Então acontece o previsto: Zizinho lança o ponta-direita Friaça aos 2 minutos do segundo tempo. Ele invade a área uruguaia pela direita e com um chute forte faz a bola morrer no fundo das redes de Máspoli. O Maracanã estremece e começa a comemorar o campeonato do mundo já que um simples empate basta ao Brasil para tornar-se campeão.

Aqui começa o segundo tempo e o Brasil empurrado por sua fanática torcida, torna-se mais agressivo. Darcy, Manoelsinho e Galego provocam pânico na área do Pelotas com tabelas bem feitas acabando com chutes perigosos de Mortosa que todos sabem tem um morteiro em sua perna direita. Joãosinho vê-se obrigado a grandes defesas para garantir o empate e a torcida do Pelotas, por sua vez, parece pressentir o perigo e já não vibrava como antes.

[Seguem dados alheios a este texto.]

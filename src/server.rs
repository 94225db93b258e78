//! HTTP server initialization and runtime setup.
//!
//! Handles database connections, event store selection, worker spawning,
//! collaborator wiring and the Axum server lifecycle.

use crate::application::services::{OpenEventRegistrar, RedirectResolver, RedirectService};
use crate::config::Config;
use crate::domain::collaborators::{RobotFilter, TelemetrySink};
use crate::domain::duplicate_window::DuplicateWindowPolicy;
use crate::domain::open_worker::run_open_worker;
use crate::domain::repositories::EmailEventStorage;
use crate::infrastructure::enrichment::HeaderCaptureEnricher;
use crate::infrastructure::event_store::{InMemoryEventStorage, RedisEventStorage};
use crate::infrastructure::persistence::{PgMessageRepository, PgOpenEventRepository};
use crate::infrastructure::redirect_steps::{ForwardQueryStep, ParseTargetStep};
use crate::infrastructure::robots::{DEFAULT_ROBOT_PATTERNS, UserAgentRobotFilter};
use crate::infrastructure::telemetry::QueueTelemetrySink;
use crate::infrastructure::tracking::CookieTrackerProvider;
use crate::routes::app_router;
use crate::state::{AppState, TrackingSettings};

use anyhow::{Context, Result};
use axum::ServiceExt;
use axum::extract::Request;
use sqlx::postgres::PgPoolOptions;
use std::net::SocketAddr;
use std::sync::Arc;
use std::time::Duration;
use tokio::sync::mpsc;

/// Runs the HTTP server with the given configuration.
///
/// Initializes:
/// - PostgreSQL connection pool
/// - Apply migrations
/// - Redis event store (or in-memory fallback)
/// - Background open-event worker
/// - Redirect orchestrator and its collaborators
/// - Axum HTTP server
///
/// # Errors
///
/// Returns an error if:
/// - Database connection or migration fails
/// - A robot pattern is not a valid regex
/// - Server bind fails
/// - Server runtime error occurs
pub async fn run(config: Config) -> Result<()> {
    let pool = PgPoolOptions::new()
        .max_connections(config.db_max_connections)
        .acquire_timeout(Duration::from_secs(config.db_connect_timeout))
        .idle_timeout(Duration::from_secs(config.db_idle_timeout))
        .max_lifetime(Duration::from_secs(config.db_max_lifetime))
        .connect(&config.database_url)
        .await
        .context("Failed to connect to database")?;
    tracing::info!("Connected to database");

    sqlx::migrate!("./migrations")
        .run(&pool)
        .await
        .context("Failed to migrate")?;

    let event_storage = event_storage(&config).await;

    let pool = Arc::new(pool);
    let message_repository = Arc::new(PgMessageRepository::new(pool.clone()));
    let open_event_repository = Arc::new(PgOpenEventRepository::new(pool));

    let (open_tx, open_rx) = mpsc::channel(config.open_queue_capacity);
    tokio::spawn(run_open_worker(
        open_rx,
        open_event_repository,
        config.open_worker_concurrency,
    ));
    tracing::info!("Open worker started");

    let open_sink = QueueTelemetrySink::new(open_tx);
    let redirect_service = redirect_service(&config, event_storage.clone(), &open_sink)?;

    let state = AppState {
        redirect_service: Arc::new(redirect_service),
        message_repository,
        event_storage,
        tracker_provider: Arc::new(CookieTrackerProvider::new(
            config.analytics_cookie_name.clone(),
        )),
        open_sink,
        settings: Arc::new(TrackingSettings {
            enabled: config.exm_enabled,
            site_name: config.site_name.clone(),
            behind_proxy: config.behind_proxy,
        }),
    };

    if !config.exm_enabled {
        tracing::warn!("Tracking endpoint disabled (EXM_ENABLED=false)");
    }

    let app = app_router(state);

    let addr: SocketAddr = config.listen_addr.parse()?;
    let listener = tokio::net::TcpListener::bind(addr).await?;
    tracing::info!("Listening on http://{addr}");

    axum::serve(
        listener,
        ServiceExt::<Request>::into_make_service_with_connect_info::<SocketAddr>(app),
    )
    .with_graceful_shutdown(shutdown_signal())
    .await?;

    tracing::info!("Server stopped");
    Ok(())
}

/// Picks the Redis event store when configured, the in-memory store otherwise.
async fn event_storage(config: &Config) -> Arc<dyn EmailEventStorage> {
    if let Some(redis_url) = &config.redis_url {
        match RedisEventStorage::connect(redis_url).await {
            Ok(redis) => {
                tracing::info!("Event store: Redis");
                return Arc::new(redis);
            }
            Err(e) => {
                tracing::warn!(
                    "Failed to connect to Redis: {}. Using in-memory event store.",
                    e
                );
            }
        }
    } else {
        tracing::info!("Event store: in-memory");
    }

    Arc::new(InMemoryEventStorage::new())
}

/// Wires the orchestrator from configuration.
fn redirect_service(
    config: &Config,
    event_storage: Arc<dyn EmailEventStorage>,
    open_sink: &QueueTelemetrySink,
) -> Result<RedirectService> {
    let telemetry: Arc<dyn TelemetrySink> = Arc::new(open_sink.clone());
    let mut registrar = OpenEventRegistrar::new(
        event_storage,
        telemetry,
        DuplicateWindowPolicy::from_secs(config.duplicate_protection_interval),
    )
    .with_store_timeout(Duration::from_millis(config.store_timeout_ms));

    if !config.open_event_capture_headers.is_empty() {
        registrar = registrar.with_enricher(Arc::new(HeaderCaptureEnricher::new(
            config.open_event_capture_headers.iter(),
        )));
    }

    let resolver = RedirectResolver::default()
        .with_step(Arc::new(ParseTargetStep))
        .with_step(Arc::new(ForwardQueryStep::new(
            config.forward_query_prefixes.clone(),
        )));
    tracing::info!("Redirect pipeline: {:?}", resolver.step_names());

    let excluded_ips = config.robot_excluded_ips.clone();
    let robot_filter: Arc<dyn RobotFilter> = match &config.robot_user_agent_patterns {
        Some(patterns) => Arc::new(
            UserAgentRobotFilter::new(patterns, excluded_ips)
                .context("Invalid ROBOT_USER_AGENT_PATTERNS")?,
        ),
        None => Arc::new(
            UserAgentRobotFilter::new(DEFAULT_ROBOT_PATTERNS, excluded_ips)
                .context("Invalid built-in robot patterns")?,
        ),
    };

    Ok(RedirectService::new(
        registrar,
        resolver,
        robot_filter,
        config.item_not_found_url.clone(),
    )
    .with_resolver_timeout(Duration::from_millis(config.resolver_timeout_ms)))
}

async fn shutdown_signal() {
    if let Err(e) = tokio::signal::ctrl_c().await {
        tracing::error!("Failed to listen for shutdown signal: {}", e);
        std::future::pending::<()>().await;
    }
    tracing::info!("Shutdown signal received");
}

Finalmente o que muitos áureo-cerúleos temiam acontece: aos 10 minutos, Darcy e Galego tabelam na área do Pelotas, Damião rebate fraco e Galego, sempre oportunista, chuta colocado no canto esquerdo de Joãosinho, abrindo a contagem. A massa xavante delira, os foguetes voltam a espoucar e as bandeiras rubro-negras tremulam, agitadas por uma multidão ensandecida no clímax da euforia. O Pelotas sente o impacto do gol e não consegue se articular por um bom tempo no jogo, do que se vale o Brasil para adonar-se do campo. Os poucos cruzamentos para Pacheco, que era um bom cabeceador, são uma a uma anuladas pela eficiente marcação do zagueiro Taboa e as avançadas do ponta Bentinho são contidas pela técnica de Tavares, um gigante em campo. O árbitro, o inglês Mr.Barrick, contem com firmeza as jogadas mais violentas de ambos os lados. Não é a toa que é considerado o melhor juiz em ação no futebol gaúcho.

No Maracanã, nuvens negras começam a inquietar o torcedor brasileiro quando o grande Obdúlio Varela abre na ponta direita para Ghiggia. Bigode tenta cortar de carrinho e falha lamentavelmente. Ghiggia cruza na área, Schiaffino emenda de primeira e é o gol de empate uruguaio aos 21 minutos do segundo tempo.

No estádio do Bancário a conquista uruguaia não chega ainda a preocupar, mesmo porque o Bra-Pel mantem-se acirrado, com o Pelotas agora tentando de todas as maneiras o gol de empate.

Até que a primeira tragédia ocorre no Maracanã: Miguez e Júlio Perez tabelam e este último lança em profundidade para Ghiggia. Este corre em direção a linha de fundo, Barbosa não sabe se o ponteiro vai cruzar outra vez e abre um pouco o seu ângulo esquerdo. Ghiggia não hesita e chuta quase sem ângulo, marcando o segundo gol ,virando o marcador e desgraçando toda uma geração de torcedores brasileiros. Alguns anos depois, ele diria uma frase lapidar: “Apenas três pessoas com um único gesto calaram o Maracanã com 200 mil pessoas: Frank Sinatra, o Papa João Paulo II e eu”.

No estádio do Bancário meu coração recebeu seu segundo impacto: Mr.Barrick dirige-se ao centro do campo e com as duas mãos para o alto dá por encerrada a partida. O Brasil tornou-se tri-campeão pelotense.

Lágrimas brotaram soltas de meus olhos, sem nenhuma vergonha. Foi o meu grande sonho de adolescência que desvanecia naquele momento. E estas se tornaram mais amargas ainda quando estarrecido, vi após o jogo um jogador do Pelotas que acabara de perder o campeonato, dar pulinhos de satisfação no campo: o ponta-esquerda Tejera, o uruguaio do clube".